**AIM OF THE EXERCISE**
Return all lines from the listing below in which the string "XmlParseError" occurs.
+ + +
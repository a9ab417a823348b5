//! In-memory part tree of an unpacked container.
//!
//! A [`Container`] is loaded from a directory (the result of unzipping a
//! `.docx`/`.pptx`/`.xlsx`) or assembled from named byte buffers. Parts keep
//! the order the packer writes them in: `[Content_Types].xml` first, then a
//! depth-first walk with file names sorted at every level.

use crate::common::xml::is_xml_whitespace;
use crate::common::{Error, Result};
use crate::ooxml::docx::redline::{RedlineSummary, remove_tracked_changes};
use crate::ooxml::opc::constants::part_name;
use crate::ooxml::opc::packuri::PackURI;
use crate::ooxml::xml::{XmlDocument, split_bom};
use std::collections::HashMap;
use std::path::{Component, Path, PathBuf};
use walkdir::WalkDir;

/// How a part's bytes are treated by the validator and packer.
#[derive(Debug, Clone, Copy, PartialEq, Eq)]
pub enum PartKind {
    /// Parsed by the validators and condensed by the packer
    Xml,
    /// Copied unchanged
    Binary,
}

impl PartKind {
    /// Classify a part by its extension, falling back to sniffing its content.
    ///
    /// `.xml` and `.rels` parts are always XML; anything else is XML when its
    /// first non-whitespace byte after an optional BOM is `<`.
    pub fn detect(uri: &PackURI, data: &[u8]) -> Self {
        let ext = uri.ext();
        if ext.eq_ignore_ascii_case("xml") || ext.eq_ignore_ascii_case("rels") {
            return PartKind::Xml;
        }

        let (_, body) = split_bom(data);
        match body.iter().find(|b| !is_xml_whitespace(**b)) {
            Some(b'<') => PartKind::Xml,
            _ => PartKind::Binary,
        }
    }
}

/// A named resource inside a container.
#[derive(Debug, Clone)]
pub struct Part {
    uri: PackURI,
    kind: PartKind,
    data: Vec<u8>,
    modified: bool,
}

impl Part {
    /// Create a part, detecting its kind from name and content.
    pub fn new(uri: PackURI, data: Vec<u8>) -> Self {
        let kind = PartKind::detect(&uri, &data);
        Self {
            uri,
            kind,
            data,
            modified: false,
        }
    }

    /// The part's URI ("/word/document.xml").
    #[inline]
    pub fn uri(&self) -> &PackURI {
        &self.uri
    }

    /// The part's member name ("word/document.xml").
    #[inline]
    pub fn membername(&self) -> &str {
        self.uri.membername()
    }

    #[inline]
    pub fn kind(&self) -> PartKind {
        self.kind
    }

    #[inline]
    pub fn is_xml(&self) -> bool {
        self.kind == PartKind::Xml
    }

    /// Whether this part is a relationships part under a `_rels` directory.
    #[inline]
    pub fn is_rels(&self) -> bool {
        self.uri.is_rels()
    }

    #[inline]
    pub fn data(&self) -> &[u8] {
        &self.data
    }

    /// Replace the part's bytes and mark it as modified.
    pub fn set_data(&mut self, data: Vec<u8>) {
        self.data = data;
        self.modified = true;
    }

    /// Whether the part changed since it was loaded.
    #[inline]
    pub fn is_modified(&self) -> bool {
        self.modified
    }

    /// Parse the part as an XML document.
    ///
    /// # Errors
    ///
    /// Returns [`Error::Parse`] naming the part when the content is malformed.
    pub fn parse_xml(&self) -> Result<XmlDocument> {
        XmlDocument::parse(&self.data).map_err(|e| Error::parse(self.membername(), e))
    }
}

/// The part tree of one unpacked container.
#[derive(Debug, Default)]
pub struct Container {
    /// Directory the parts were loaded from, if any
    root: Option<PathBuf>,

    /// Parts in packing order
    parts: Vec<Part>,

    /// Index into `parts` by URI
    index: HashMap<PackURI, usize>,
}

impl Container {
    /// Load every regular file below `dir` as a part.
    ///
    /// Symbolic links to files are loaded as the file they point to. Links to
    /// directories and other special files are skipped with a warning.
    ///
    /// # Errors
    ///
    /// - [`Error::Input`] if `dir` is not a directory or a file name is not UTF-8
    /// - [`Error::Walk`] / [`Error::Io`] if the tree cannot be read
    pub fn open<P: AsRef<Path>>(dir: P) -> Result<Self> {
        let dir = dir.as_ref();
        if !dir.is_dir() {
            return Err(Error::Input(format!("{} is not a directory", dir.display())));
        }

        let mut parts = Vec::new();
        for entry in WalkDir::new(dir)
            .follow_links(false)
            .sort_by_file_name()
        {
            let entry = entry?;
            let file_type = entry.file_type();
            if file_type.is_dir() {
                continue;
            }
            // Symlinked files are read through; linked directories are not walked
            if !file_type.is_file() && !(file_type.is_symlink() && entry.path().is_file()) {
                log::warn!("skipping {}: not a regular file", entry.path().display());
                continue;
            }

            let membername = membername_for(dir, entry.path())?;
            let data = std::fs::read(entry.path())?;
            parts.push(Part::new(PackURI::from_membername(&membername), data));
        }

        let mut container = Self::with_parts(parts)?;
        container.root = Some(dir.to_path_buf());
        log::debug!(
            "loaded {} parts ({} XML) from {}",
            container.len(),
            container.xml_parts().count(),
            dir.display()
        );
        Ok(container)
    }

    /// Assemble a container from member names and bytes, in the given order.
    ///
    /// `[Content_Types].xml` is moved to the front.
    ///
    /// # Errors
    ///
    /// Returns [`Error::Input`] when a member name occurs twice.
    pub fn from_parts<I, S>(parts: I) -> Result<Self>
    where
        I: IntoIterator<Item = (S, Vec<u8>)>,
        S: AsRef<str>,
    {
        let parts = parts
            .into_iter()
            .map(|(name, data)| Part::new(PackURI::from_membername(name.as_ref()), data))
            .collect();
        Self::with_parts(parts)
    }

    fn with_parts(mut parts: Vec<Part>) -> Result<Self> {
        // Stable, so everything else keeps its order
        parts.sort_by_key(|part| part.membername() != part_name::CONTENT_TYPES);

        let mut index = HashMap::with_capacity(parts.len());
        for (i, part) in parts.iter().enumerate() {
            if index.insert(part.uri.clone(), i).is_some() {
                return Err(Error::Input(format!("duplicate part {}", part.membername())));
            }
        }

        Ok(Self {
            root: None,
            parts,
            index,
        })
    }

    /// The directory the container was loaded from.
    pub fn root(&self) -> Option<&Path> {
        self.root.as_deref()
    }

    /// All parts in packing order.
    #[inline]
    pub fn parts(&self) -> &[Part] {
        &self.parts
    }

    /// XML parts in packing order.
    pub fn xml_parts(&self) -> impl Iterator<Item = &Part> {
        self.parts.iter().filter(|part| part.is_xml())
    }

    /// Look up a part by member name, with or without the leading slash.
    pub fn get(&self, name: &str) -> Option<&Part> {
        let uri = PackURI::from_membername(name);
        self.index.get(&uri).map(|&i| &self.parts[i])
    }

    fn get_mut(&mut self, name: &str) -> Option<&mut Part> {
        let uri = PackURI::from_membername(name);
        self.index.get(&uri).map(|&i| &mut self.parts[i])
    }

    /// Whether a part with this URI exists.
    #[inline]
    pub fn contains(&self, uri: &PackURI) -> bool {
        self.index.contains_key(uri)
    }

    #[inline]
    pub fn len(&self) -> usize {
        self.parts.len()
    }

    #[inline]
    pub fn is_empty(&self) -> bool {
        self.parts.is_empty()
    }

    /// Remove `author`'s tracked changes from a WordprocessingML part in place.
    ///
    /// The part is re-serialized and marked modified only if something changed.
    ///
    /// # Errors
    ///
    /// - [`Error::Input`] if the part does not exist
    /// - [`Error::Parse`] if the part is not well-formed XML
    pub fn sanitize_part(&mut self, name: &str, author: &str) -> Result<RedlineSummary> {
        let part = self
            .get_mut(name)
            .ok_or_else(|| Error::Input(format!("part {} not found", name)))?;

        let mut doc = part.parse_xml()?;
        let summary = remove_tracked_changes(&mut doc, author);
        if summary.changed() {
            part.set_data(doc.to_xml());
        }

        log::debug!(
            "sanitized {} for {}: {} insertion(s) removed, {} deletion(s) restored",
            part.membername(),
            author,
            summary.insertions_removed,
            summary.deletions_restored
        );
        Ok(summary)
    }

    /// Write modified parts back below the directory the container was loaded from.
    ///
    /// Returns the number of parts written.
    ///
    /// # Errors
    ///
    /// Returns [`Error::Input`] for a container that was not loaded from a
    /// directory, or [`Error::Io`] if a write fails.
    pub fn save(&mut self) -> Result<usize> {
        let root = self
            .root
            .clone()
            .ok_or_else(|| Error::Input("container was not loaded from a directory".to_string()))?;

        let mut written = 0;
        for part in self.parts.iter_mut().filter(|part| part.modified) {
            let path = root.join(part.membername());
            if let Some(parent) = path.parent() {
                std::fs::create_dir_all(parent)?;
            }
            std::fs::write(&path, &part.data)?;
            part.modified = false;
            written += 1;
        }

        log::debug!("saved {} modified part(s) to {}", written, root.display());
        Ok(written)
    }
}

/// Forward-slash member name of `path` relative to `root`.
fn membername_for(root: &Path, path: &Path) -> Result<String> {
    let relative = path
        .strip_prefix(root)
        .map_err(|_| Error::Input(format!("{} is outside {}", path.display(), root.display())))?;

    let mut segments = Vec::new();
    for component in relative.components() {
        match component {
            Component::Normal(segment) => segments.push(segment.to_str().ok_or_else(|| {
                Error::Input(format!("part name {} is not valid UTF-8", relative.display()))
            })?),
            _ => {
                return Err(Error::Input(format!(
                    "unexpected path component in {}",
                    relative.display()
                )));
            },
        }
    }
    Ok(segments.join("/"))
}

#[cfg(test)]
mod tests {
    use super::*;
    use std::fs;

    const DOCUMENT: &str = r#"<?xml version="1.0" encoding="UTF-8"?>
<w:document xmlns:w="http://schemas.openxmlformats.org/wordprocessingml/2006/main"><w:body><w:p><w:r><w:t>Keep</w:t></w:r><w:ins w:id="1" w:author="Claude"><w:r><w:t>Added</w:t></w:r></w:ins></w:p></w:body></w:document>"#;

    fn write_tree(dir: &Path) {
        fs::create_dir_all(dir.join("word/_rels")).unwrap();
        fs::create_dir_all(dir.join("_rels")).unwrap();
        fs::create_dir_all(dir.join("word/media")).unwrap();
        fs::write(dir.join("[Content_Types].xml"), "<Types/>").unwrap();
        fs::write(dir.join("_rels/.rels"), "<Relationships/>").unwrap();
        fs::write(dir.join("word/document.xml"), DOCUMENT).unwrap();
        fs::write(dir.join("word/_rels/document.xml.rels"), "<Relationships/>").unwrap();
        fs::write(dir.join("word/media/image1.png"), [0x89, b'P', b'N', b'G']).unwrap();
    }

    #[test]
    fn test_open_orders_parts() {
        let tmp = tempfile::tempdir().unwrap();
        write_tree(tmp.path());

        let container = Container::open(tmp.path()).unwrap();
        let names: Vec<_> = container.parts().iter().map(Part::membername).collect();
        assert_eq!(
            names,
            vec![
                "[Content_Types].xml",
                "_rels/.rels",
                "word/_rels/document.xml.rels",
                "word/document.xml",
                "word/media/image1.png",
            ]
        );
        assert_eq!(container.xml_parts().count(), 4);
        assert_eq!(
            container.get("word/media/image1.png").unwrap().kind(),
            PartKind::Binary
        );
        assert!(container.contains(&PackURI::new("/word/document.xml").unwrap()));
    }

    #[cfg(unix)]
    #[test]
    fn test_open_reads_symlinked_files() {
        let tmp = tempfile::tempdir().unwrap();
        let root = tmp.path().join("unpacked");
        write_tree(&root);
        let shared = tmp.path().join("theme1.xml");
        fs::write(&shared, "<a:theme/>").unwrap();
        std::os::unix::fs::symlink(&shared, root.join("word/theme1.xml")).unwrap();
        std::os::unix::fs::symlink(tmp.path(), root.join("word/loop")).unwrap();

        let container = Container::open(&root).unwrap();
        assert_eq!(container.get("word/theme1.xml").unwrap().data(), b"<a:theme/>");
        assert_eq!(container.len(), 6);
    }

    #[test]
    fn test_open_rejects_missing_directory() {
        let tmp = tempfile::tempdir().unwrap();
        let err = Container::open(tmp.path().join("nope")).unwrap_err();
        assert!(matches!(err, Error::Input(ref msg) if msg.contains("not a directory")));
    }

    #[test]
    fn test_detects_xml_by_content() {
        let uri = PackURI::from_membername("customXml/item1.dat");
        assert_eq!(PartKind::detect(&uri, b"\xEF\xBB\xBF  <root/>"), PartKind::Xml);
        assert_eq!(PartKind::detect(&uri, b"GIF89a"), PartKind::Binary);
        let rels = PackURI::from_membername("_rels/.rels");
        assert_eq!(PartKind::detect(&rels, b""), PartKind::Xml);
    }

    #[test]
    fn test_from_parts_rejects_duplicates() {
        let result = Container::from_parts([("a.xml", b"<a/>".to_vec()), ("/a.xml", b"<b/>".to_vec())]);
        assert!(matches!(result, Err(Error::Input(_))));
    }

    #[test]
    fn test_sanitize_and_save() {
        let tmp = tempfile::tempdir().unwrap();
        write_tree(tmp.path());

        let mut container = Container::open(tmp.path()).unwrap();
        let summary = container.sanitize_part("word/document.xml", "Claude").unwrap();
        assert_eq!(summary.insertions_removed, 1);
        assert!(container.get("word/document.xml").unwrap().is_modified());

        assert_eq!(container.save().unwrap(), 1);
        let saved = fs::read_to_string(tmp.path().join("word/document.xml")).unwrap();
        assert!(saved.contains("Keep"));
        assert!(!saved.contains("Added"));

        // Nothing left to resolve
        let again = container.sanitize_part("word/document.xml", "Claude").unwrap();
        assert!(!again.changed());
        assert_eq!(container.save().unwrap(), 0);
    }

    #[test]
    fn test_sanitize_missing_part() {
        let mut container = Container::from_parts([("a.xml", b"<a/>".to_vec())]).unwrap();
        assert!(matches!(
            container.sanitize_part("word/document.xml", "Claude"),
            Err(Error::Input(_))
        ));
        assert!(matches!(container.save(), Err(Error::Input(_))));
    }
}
+ + +
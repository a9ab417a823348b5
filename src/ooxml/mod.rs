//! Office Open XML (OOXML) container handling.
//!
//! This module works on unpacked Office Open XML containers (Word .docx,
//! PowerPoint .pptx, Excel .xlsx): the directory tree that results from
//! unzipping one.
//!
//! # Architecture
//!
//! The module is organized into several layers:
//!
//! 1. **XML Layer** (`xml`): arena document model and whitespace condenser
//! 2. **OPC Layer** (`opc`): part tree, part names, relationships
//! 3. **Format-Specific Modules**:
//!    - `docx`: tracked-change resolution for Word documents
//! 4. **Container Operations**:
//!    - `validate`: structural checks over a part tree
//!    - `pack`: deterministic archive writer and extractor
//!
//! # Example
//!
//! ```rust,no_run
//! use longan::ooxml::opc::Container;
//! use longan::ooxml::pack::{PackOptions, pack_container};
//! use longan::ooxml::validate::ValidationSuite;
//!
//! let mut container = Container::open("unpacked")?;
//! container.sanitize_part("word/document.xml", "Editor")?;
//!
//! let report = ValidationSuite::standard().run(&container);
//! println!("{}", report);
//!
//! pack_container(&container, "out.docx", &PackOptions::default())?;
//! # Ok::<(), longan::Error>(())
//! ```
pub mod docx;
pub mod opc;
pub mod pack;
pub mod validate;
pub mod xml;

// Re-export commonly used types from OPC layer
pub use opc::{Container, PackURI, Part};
+ + +
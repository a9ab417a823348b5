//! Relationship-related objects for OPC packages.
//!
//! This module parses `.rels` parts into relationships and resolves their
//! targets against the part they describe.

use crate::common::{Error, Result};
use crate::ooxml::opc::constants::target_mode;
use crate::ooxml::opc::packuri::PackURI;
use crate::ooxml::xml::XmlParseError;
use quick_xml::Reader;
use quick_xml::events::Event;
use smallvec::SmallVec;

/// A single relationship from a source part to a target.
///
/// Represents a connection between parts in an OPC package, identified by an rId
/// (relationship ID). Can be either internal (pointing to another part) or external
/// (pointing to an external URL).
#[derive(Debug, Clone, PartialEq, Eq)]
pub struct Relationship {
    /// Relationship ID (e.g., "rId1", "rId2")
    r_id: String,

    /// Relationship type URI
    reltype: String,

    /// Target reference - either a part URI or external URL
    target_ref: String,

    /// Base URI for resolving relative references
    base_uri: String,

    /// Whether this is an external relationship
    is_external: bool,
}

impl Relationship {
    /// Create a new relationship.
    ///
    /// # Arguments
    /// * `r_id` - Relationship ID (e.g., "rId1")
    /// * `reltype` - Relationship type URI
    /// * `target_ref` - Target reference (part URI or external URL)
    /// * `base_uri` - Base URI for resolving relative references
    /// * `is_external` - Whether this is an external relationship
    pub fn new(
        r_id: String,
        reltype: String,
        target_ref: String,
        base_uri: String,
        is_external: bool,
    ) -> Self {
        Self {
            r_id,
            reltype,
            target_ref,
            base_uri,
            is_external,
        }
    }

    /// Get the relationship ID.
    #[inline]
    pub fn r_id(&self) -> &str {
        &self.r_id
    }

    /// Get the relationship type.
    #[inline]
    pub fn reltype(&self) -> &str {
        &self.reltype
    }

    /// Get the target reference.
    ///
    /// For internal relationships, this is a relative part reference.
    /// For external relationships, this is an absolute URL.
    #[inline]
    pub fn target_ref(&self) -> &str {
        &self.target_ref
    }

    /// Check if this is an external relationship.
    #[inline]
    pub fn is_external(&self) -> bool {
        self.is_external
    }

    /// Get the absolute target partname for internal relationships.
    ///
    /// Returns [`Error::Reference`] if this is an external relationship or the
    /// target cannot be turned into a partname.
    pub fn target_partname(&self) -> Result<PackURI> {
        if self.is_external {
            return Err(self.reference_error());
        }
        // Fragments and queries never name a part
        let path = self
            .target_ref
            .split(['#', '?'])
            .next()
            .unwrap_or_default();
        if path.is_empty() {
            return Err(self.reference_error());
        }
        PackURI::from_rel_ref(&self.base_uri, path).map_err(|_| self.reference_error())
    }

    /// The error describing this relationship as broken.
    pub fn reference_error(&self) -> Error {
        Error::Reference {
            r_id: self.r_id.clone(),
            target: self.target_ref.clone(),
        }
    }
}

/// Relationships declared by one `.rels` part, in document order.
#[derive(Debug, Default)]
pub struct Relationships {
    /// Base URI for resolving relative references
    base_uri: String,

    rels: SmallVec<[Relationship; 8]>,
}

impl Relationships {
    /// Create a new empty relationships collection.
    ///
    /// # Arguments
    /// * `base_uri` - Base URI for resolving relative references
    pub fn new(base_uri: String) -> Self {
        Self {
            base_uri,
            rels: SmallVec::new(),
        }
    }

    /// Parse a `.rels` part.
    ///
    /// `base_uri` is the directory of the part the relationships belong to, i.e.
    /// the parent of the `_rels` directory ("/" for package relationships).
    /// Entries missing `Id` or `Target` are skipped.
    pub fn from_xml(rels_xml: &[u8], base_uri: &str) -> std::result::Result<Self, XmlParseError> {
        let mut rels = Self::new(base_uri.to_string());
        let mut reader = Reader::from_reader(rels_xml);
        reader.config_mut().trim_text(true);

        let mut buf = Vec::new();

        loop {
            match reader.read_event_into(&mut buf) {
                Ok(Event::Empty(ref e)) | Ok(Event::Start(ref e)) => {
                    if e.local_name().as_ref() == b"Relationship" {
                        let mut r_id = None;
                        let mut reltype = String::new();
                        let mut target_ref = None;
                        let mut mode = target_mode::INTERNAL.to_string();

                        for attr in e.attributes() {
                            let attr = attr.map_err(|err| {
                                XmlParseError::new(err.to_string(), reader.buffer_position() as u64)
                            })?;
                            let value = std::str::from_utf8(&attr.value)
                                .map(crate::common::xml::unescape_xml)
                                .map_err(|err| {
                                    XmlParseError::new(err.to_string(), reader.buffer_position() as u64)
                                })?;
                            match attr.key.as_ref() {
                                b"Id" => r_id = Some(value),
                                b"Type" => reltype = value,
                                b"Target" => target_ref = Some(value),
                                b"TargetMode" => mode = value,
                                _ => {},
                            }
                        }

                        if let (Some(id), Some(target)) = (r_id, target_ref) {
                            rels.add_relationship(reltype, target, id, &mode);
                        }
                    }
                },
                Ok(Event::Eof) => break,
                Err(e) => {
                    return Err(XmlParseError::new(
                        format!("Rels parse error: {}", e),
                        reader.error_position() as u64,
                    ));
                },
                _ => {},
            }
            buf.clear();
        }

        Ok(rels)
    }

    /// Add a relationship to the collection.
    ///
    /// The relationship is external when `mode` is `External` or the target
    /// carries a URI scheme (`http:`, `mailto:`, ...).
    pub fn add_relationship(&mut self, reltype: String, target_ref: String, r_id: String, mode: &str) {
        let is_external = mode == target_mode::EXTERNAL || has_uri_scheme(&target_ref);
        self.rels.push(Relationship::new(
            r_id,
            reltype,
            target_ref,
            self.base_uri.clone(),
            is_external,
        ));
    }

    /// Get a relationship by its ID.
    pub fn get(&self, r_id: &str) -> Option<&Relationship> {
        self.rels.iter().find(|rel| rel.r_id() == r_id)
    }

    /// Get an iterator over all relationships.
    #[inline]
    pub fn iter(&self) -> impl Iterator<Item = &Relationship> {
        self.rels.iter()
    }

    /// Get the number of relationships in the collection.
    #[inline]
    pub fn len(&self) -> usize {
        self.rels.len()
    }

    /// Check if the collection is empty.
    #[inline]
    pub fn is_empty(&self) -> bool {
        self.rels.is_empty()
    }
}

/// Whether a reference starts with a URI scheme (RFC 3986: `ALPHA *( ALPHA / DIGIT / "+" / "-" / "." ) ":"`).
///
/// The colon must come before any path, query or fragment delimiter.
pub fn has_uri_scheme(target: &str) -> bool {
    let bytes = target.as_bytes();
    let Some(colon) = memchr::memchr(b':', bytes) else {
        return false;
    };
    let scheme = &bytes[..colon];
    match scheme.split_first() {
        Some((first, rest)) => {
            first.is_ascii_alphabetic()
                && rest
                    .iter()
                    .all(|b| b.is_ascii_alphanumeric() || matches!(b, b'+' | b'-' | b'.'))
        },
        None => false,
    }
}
+ + +
**TASK SOLUTION**
use crate::ooxml::xml::XmlParseError;
    pub fn from_xml(rels_xml: &[u8], base_uri: &str) -> std::result::Result<Self, XmlParseError> {
                                XmlParseError::new(err.to_string(), reader.buffer_position() as u64)
                                    XmlParseError::new(err.to_string(), reader.buffer_position() as u64)
                    return Err(XmlParseError::new(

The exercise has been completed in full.